# Description of the task
What you return must be every line from the beginning of the data through the line holding "use thiserror::Error;", unchanged.

___ Source material ___

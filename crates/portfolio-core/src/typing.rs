//! Typewriter phrase loop.
//!
//! ```text
//! Typing ──(phrase complete)──▶ Pausing ──(pause elapsed)──▶ Deleting
//!    ▲                                                          │
//!    └──────────────(text empty, next phrase)───────────────────┘
//! ```
//!
//! The effect owns no timer. A driver waits [`TypingEffect::delay`], calls
//! [`TypingEffect::tick`], and repeats; dropping the driver stops the loop.

use std::time::Duration;

use thiserror::Error;

#[derive(Error, Debug, Clone, PartialEq, Eq)]
pub enum TypingError {
    #[error("at least one phrase is required")]
    NoPhrases,
}

/// Upper bound on steps taken by a single [`TypingEffect::advance`] call
pub const MAX_STEPS_PER_ADVANCE: usize = 10_000;

/// Reject phrase lists the effect cannot cycle through
pub fn check_phrases(phrases: &[String]) -> Result<(), TypingError> {
    if phrases.is_empty() {
        return Err(TypingError::NoPhrases);
    }
    Ok(())
}

#[derive(Debug, Clone, Copy, PartialEq, Eq)]
pub enum TypingPhase {
    Typing,
    Pausing,
    Deleting,
}

/// Step timings
#[derive(Debug, Clone, Copy, PartialEq, Eq)]
pub struct TypingConfig {
    /// Delay before each typed character
    pub typing_speed: Duration,
    /// Delay before each deleted character
    pub deleting_speed: Duration,
    /// How long a complete phrase stays on screen
    pub pause_duration: Duration,
}

impl Default for TypingConfig {
    fn default() -> Self {
        Self {
            typing_speed: Duration::from_millis(100),
            deleting_speed: Duration::from_millis(50),
            pause_duration: Duration::from_millis(2000),
        }
    }
}

/// State of one typing-text instance
#[derive(Debug, Clone)]
pub struct TypingEffect {
    phrases: Vec<String>,
    config: TypingConfig,
    index: usize,
    /// Characters of the current phrase on screen
    shown: usize,
    phase: TypingPhase,
    /// Time accumulated toward the next step, for [`TypingEffect::advance`]
    pending: Duration,
}

impl TypingEffect {
    pub fn new(phrases: Vec<String>, config: TypingConfig) -> Result<Self, TypingError> {
        check_phrases(&phrases)?;
        let mut effect = Self {
            phrases,
            config,
            index: 0,
            shown: 0,
            phase: TypingPhase::Typing,
            pending: Duration::ZERO,
        };
        effect.enter_phrase(0);
        Ok(effect)
    }

    pub fn phase(&self) -> TypingPhase {
        self.phase
    }

    pub fn phrase_index(&self) -> usize {
        self.index
    }

    pub fn current_phrase(&self) -> &str {
        &self.phrases[self.index]
    }

    pub fn phrases(&self) -> &[String] {
        &self.phrases
    }

    /// Text currently on screen
    pub fn displayed(&self) -> &str {
        let phrase = self.current_phrase();
        match phrase.char_indices().nth(self.shown) {
            Some((byte, _)) => &phrase[..byte],
            None => phrase,
        }
    }

    /// Width to reserve, in `ch` units, so the line never reflows
    pub fn min_width_ch(&self) -> usize {
        self.phrases
            .iter()
            .map(|p| p.chars().count())
            .max()
            .unwrap_or(0)
    }

    /// Wait before the next [`tick`](Self::tick)
    pub fn delay(&self) -> Duration {
        match self.phase {
            TypingPhase::Typing => self.config.typing_speed,
            TypingPhase::Pausing => self.config.pause_duration,
            TypingPhase::Deleting => self.config.deleting_speed,
        }
    }

    /// Perform one step of the loop
    pub fn tick(&mut self) {
        match self.phase {
            TypingPhase::Typing => {
                self.shown += 1;
                if self.shown >= self.phrase_len() {
                    self.phase = TypingPhase::Pausing;
                }
            }
            TypingPhase::Pausing => {
                if self.shown == 0 {
                    self.next_phrase();
                } else {
                    self.phase = TypingPhase::Deleting;
                }
            }
            TypingPhase::Deleting => {
                self.shown = self.shown.saturating_sub(1);
                if self.shown == 0 {
                    self.next_phrase();
                }
            }
        }
    }

    /// Run the loop forward by `elapsed`, returning the number of steps taken.
    ///
    /// Each step consumes at least one millisecond, and one call takes at most
    /// [`MAX_STEPS_PER_ADVANCE`] steps; any remainder carries to the next call.
    pub fn advance(&mut self, elapsed: Duration) -> usize {
        self.pending = self.pending.saturating_add(elapsed);
        let mut steps = 0;
        while steps < MAX_STEPS_PER_ADVANCE {
            let step = self.delay().max(Duration::from_millis(1));
            if self.pending < step {
                break;
            }
            self.pending -= step;
            self.tick();
            steps += 1;
        }
        steps
    }

    fn phrase_len(&self) -> usize {
        self.current_phrase().chars().count()
    }

    fn next_phrase(&mut self) {
        let next = (self.index + 1) % self.phrases.len();
        tracing::trace!(phrase = next, "Typing next phrase");
        self.enter_phrase(next);
    }

    fn enter_phrase(&mut self, index: usize) {
        self.index = index;
        self.shown = 0;
        // An empty phrase has nothing to type; hold it for the pause instead
        self.phase = if self.phrase_len() == 0 {
            TypingPhase::Pausing
        } else {
            TypingPhase::Typing
        };
    }
}

#[cfg(test)]
mod tests {
    use super::*;

    fn ms(n: u64) -> Duration {
        Duration::from_millis(n)
    }

    fn effect(phrases: &[&str]) -> TypingEffect {
        TypingEffect::new(
            phrases.iter().map(|s| s.to_string()).collect(),
            TypingConfig::default(),
        )
        .unwrap()
    }

    #[test]
    fn empty_phrase_list_rejected() {
        let result = TypingEffect::new(vec![], TypingConfig::default());
        assert_eq!(result.unwrap_err(), TypingError::NoPhrases);
    }

    #[test]
    fn types_pauses_deletes_and_advances() {
        let config = TypingConfig::default();
        let mut fx = effect(&["AB", "C"]);
        assert_eq!(fx.displayed(), "");
        assert_eq!(fx.phase(), TypingPhase::Typing);

        fx.advance(config.typing_speed * 2);
        assert_eq!(fx.displayed(), "AB");
        assert_eq!(fx.phase(), TypingPhase::Pausing);

        fx.advance(config.pause_duration + config.deleting_speed * 2);
        assert_eq!(fx.displayed(), "");
        assert_eq!(fx.current_phrase(), "C");
        assert_eq!(fx.phase(), TypingPhase::Typing);
    }

    #[test]
    fn cycle_wraps_to_first_phrase() {
        let mut fx = effect(&["AB", "C"]);
        // "AB": 2 typed + pause + 2 deleted
        let first = ms(200) + ms(2000) + ms(100);
        // "C": 1 typed + pause + 1 deleted
        let second = ms(100) + ms(2000) + ms(50);
        fx.advance(first + second);
        assert_eq!(fx.phrase_index(), 0);
        assert_eq!(fx.displayed(), "");

        fx.advance(first + second);
        assert_eq!(fx.phrase_index(), 0);
        assert_eq!(fx.phase(), TypingPhase::Typing);
    }

    #[test]
    fn partial_progress_carries_over() {
        let mut fx = effect(&["Hello"]);
        assert_eq!(fx.advance(ms(150)), 1);
        assert_eq!(fx.displayed(), "H");
        assert_eq!(fx.advance(ms(50)), 1);
        assert_eq!(fx.displayed(), "He");
    }

    #[test]
    fn multibyte_phrases_step_by_char() {
        let mut fx = effect(&["héé"]);
        fx.tick();
        fx.tick();
        assert_eq!(fx.displayed(), "hé");
        assert_eq!(fx.min_width_ch(), 3);
    }

    #[test]
    fn min_width_tracks_longest_phrase() {
        let fx = effect(&["Backend Engineer", "Full-Stack Engineer", "Dev"]);
        assert_eq!(fx.min_width_ch(), "Full-Stack Engineer".len());
    }

    #[test]
    fn empty_phrase_is_paused_then_skipped() {
        let mut fx = effect(&["", "A"]);
        assert_eq!(fx.phase(), TypingPhase::Pausing);
        fx.tick();
        assert_eq!(fx.current_phrase(), "A");
        assert_eq!(fx.phase(), TypingPhase::Typing);
    }

    #[test]
    fn huge_elapsed_saturates_and_caps_steps() {
        let mut fx = effect(&["AB", "C"]);
        fx.advance(ms(50));
        assert_eq!(fx.advance(Duration::MAX), MAX_STEPS_PER_ADVANCE);
        assert_eq!(fx.advance(Duration::MAX), MAX_STEPS_PER_ADVANCE);
        assert!(fx.displayed().len() <= fx.current_phrase().len());
    }

    #[test]
    fn check_phrases_matches_constructor() {
        assert_eq!(check_phrases(&[]), Err(TypingError::NoPhrases));
        assert_eq!(check_phrases(&["A".to_string()]), Ok(()));
    }
}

___

# Result below
filename crates/portfolio-core/src/typing.rs
//! Typewriter phrase loop.
//!
//! ```text
//! Typing ──(phrase complete)──▶ Pausing ──(pause elapsed)──▶ Deleting
//!    ▲                                                          │
//!    └──────────────(text empty, next phrase)───────────────────┘
//! ```
//!
//! The effect owns no timer. A driver waits [`TypingEffect::delay`], calls
//! [`TypingEffect::tick`], and repeats; dropping the driver stops the loop.

use std::time::Duration;

use thiserror::Error;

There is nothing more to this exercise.